Em 2013, uma pesquisa do Datafolha revelou que o envolvimento dos filhos
com drogas é o maior medo das famílias brasileiras – mais do que assaltos e
desemprego, por exemplo. O resultado é, de certa forma, um atestado da eficácia
dos meios de comunicação em espalhar o medo. Em 1983, quando o instituto de
pesquisa fez o levantamento pela primeira vez, o maior medo das famílias era a
inflação – tema repisado pela imprensa com a ilustração de um dragão. Vinte
anos depois, o animal que cospe fogo foi substituído por outro ser mitológico,
o “zumbi da cracolândia”. A estratégia de assustar para vender segue a mesma. A
solução para essa fonte de problemas da cobertura de drogas se resume a uma
palavra: ética. Cabe aos donos, aos diretores e aos editores de veículos abrir
mão do artifício sensacionalista. É a própria credibilidade de seus veículos
que está em jogo.
Outra causa frequente das falhas da cobertura sobre o tema é, digamos,
estrutural. A popularização da internet e, depois, dos smartphones foi um duro
golpe para os veículos tradicionais, especialmente para os jornais da grande
imprensa. Cada vez mais, as pessoas recorrem aos amigos das redes sociais para
se informarem. A queda na circulação e no faturamento fez os jornais encolherem
e demitirem jornalistas em massa. Sobrecarregados, os que sobram nas redações
culpam a falta de profissionais e de tempo para realizar as pautas com precisão
e profundidade[6].
Mas, numa época marcada pela massificação das fake news, a crise não
deveria ser uma desculpa para mazelas. Ao contrário, deveria ser um incentivo a
mais na busca do bom jornalismo. Mais uma vez, é a credibilidade que fica
ameaçada. Ela é o que pode garantir a sobrevivência dos veículos entre a
profusão de informações duvidosas que se acessa na internet.

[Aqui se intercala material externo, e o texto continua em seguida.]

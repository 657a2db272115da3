//! Resource governor - bounded capacity per resource class
//!
//! One counting semaphore per class. Acquisition is all-or-nothing
//! (`acquire_many_owned`), so a caller either holds every unit it asked for
//! or none of them. Grants release on drop.
//!
//! Callers needing more than one class acquire them in `ResourceClass`
//! order; `try_acquire_all` does that for them.

use dashmap::DashMap;
use pacsflow_core::{Error, PacsflowConfig, ResourceClass, Result, WorkflowId};
use std::collections::BTreeMap;
use std::sync::Arc;
use std::time::Duration;
use tokio::sync::{OwnedSemaphorePermit, Semaphore};
use tokio_util::sync::CancellationToken;
use tracing::{debug, warn};

struct Pool {
    class: ResourceClass,
    capacity: usize,
    semaphore: Arc<Semaphore>,
    holders: DashMap<WorkflowId, usize>,
}

impl Pool {
    fn held(&self) -> usize {
        self.capacity
            .saturating_sub(self.semaphore.available_permits())
    }

    fn credit(&self, workflow_id: WorkflowId, count: usize) {
        *self.holders.entry(workflow_id).or_insert(0) += count;
    }

    fn debit(&self, workflow_id: WorkflowId, count: usize) {
        let emptied = match self.holders.get_mut(&workflow_id) {
            Some(mut held) => {
                *held = held.saturating_sub(count);
                *held == 0
            }
            None => false,
        };
        if emptied {
            self.holders.remove_if(&workflow_id, |_, held| *held == 0);
        }
    }
}

/// Units of one class held by one workflow. Released exactly once, by
/// `release` or drop.
pub struct ResourceGrant {
    pool: Option<Arc<Pool>>,
    class: ResourceClass,
    count: u32,
    workflow_id: WorkflowId,
    permit: Option<OwnedSemaphorePermit>,
}

impl ResourceGrant {
    fn empty(class: ResourceClass, workflow_id: WorkflowId) -> Self {
        Self {
            pool: None,
            class,
            count: 0,
            workflow_id,
            permit: None,
        }
    }

    pub fn class(&self) -> ResourceClass {
        self.class
    }

    pub fn count(&self) -> u32 {
        self.count
    }

    pub fn workflow_id(&self) -> WorkflowId {
        self.workflow_id
    }

    pub fn release(self) {
        drop(self);
    }
}

impl Drop for ResourceGrant {
    fn drop(&mut self) {
        if let Some(pool) = self.pool.take() {
            pool.debit(self.workflow_id, self.count as usize);
        }
        // Returning the permit last keeps `held_by` from lagging behind `available`.
        self.permit.take();
    }
}

impl std::fmt::Debug for ResourceGrant {
    fn fmt(&self, f: &mut std::fmt::Formatter<'_>) -> std::fmt::Result {
        f.debug_struct("ResourceGrant")
            .field("class", &self.class)
            .field("count", &self.count)
            .field("workflow_id", &self.workflow_id)
            .finish()
    }
}

pub struct ResourceGovernor {
    pools: BTreeMap<ResourceClass, Arc<Pool>>,
}

impl ResourceGovernor {
    /// Classes left out get capacity zero.
    pub fn new(capacities: impl IntoIterator<Item = (ResourceClass, usize)>) -> Self {
        let mut configured: BTreeMap<ResourceClass, usize> = capacities.into_iter().collect();
        let pools = ResourceClass::ALL
            .iter()
            .map(|&class| {
                let capacity = configured.remove(&class).unwrap_or(0);
                let pool = Pool {
                    class,
                    capacity,
                    semaphore: Arc::new(Semaphore::new(capacity)),
                    holders: DashMap::new(),
                };
                (class, Arc::new(pool))
            })
            .collect();
        Self { pools }
    }

    pub fn from_config(config: &PacsflowConfig) -> Self {
        Self::new(
            ResourceClass::ALL
                .iter()
                .map(|&class| (class, config.capacity(class))),
        )
    }

    fn pool(&self, class: ResourceClass) -> Result<&Arc<Pool>> {
        self.pools
            .get(&class)
            .ok_or_else(|| Error::internal(format!("no pool for {}", class)))
    }

    pub fn capacity(&self, class: ResourceClass) -> usize {
        self.pools.get(&class).map_or(0, |p| p.capacity)
    }

    /// Snapshot only; never gate an acquisition on it.
    pub fn available(&self, class: ResourceClass) -> usize {
        self.pools
            .get(&class)
            .map_or(0, |p| p.semaphore.available_permits())
    }

    pub fn held(&self, class: ResourceClass) -> usize {
        self.pools.get(&class).map_or(0, |p| p.held())
    }

    /// Units currently held by one workflow, per class.
    pub fn held_by(&self, workflow_id: WorkflowId) -> BTreeMap<ResourceClass, usize> {
        self.pools
            .values()
            .filter_map(|p| {
                p.holders
                    .get(&workflow_id)
                    .map(|held| (p.class, *held))
                    .filter(|(_, held)| *held > 0)
            })
            .collect()
    }

    /// Wait up to `timeout` for `count` units of `class`.
    ///
    /// `Ok(None)` means the wait timed out. Cancellation wins over a grant
    /// that becomes available at the same instant.
    pub async fn try_acquire(
        &self,
        class: ResourceClass,
        count: u32,
        workflow_id: WorkflowId,
        cancel: &CancellationToken,
        timeout: Duration,
    ) -> Result<Option<ResourceGrant>> {
        let pool = self.pool(class)?;
        if count as usize > pool.capacity {
            return Err(Error::ExceedsCapacity {
                class,
                requested: count,
                capacity: pool.capacity,
            });
        }
        if count == 0 {
            return Ok(Some(ResourceGrant::empty(class, workflow_id)));
        }

        let acquire = pool.semaphore.clone().acquire_many_owned(count);
        let permit = tokio::select! {
            biased;
            _ = cancel.cancelled() => return Err(Error::Cancelled),
            r = tokio::time::timeout(timeout, acquire) => match r {
                Ok(Ok(permit)) => permit,
                Ok(Err(_)) => return Err(Error::internal(format!("{} pool closed", class))),
                Err(_) => {
                    debug!(workflow_id = %workflow_id, class = %class, count, "Resource wait timed out");
                    return Ok(None);
                }
            },
        };

        pool.credit(workflow_id, count as usize);
        debug!(workflow_id = %workflow_id, class = %class, count, "Resource granted");
        Ok(Some(ResourceGrant {
            pool: Some(pool.clone()),
            class,
            count,
            workflow_id,
            permit: Some(permit),
        }))
    }

    /// Like `try_acquire`, with a timeout turned into `Error::ResourceTimeout`.
    pub async fn acquire(
        &self,
        class: ResourceClass,
        count: u32,
        workflow_id: WorkflowId,
        cancel: &CancellationToken,
        timeout: Duration,
    ) -> Result<ResourceGrant> {
        self.try_acquire(class, count, workflow_id, cancel, timeout)
            .await?
            .ok_or(Error::ResourceTimeout {
                class,
                count,
                waited_ms: timeout.as_millis() as u64,
            })
    }

    /// Acquire `count` units of every class in `classes`, in global order,
    /// sharing one deadline. On any failure the grants taken so far drop.
    pub async fn acquire_all(
        &self,
        classes: &[ResourceClass],
        count: u32,
        workflow_id: WorkflowId,
        cancel: &CancellationToken,
        timeout: Duration,
    ) -> Result<Vec<ResourceGrant>> {
        let mut ordered = classes.to_vec();
        ordered.sort();
        ordered.dedup();

        let deadline = tokio::time::Instant::now() + timeout;
        let mut grants = Vec::with_capacity(ordered.len());
        for class in ordered {
            let left = deadline.saturating_duration_since(tokio::time::Instant::now());
            match self.try_acquire(class, count, workflow_id, cancel, left).await? {
                Some(grant) => grants.push(grant),
                None => {
                    return Err(Error::ResourceTimeout {
                        class,
                        count,
                        waited_ms: timeout.as_millis() as u64,
                    })
                }
            }
        }
        Ok(grants)
    }

    /// Verify no class reports more held units than its capacity and that
    /// per-workflow accounting matches the semaphores.
    pub fn check_accounting(&self) -> Result<()> {
        for pool in self.pools.values() {
            let held = pool.held();
            let available = pool.semaphore.available_permits();
            if available > pool.capacity {
                warn!(class = %pool.class, available, capacity = pool.capacity, "Pool over-released");
                return Err(Error::Accounting {
                    class: pool.class,
                    held: available,
                    capacity: pool.capacity,
                });
            }
            let attributed: usize = pool.holders.iter().map(|e| *e.value()).sum();
            if attributed != held {
                warn!(class = %pool.class, held, attributed, "Holder accounting mismatch");
                return Err(Error::Accounting {
                    class: pool.class,
                    held: attributed,
                    capacity: pool.capacity,
                });
            }
        }
        Ok(())
    }
}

Afinal, mas não menos importante, outra causa da precariedade da
cobertura sobre drogas é o despreparo dos jornalistas para lidar com um tema
complexo. Poucos assuntos têm um caráter tão multidisciplinar. Um debate sobre
políticas de drogas – como a validade das internações compulsórias, por exemplo
– envolve necessariamente questões médicas, jurídicas, sociológicas e até
filosóficas. É muito difícil para um jornalista transitar por tantas áreas com
fluência. Além disso, as drogas estão vinculadas a questões de ordem cultural,
moral e religiosa, que influenciam até mesmo a ciência. O debate dentro de cada
área de conhecimento é cheio de controvérsias de fundo ideológico.
Aos jornalistas e comunicadores em geral cabe se preparar melhor para
cobrir esse tema em toda sua complexidade, com responsabilidade e precisão. Mas
quem consome informação também têm o papel, não menos importante, de desconfiar
do que se lê e vê por aí. E de fiscalizar a atuação dos veículos de
comunicação, sejam eles velhos bastiões da imprensa ou jovens canais de
Youtube. Reparou que determinada informação está errada, incompleta, enviesada?
Mande carta para o ombudsman, comentários na rede social, reclamações ao
editor: mostre a todos que você está de olho.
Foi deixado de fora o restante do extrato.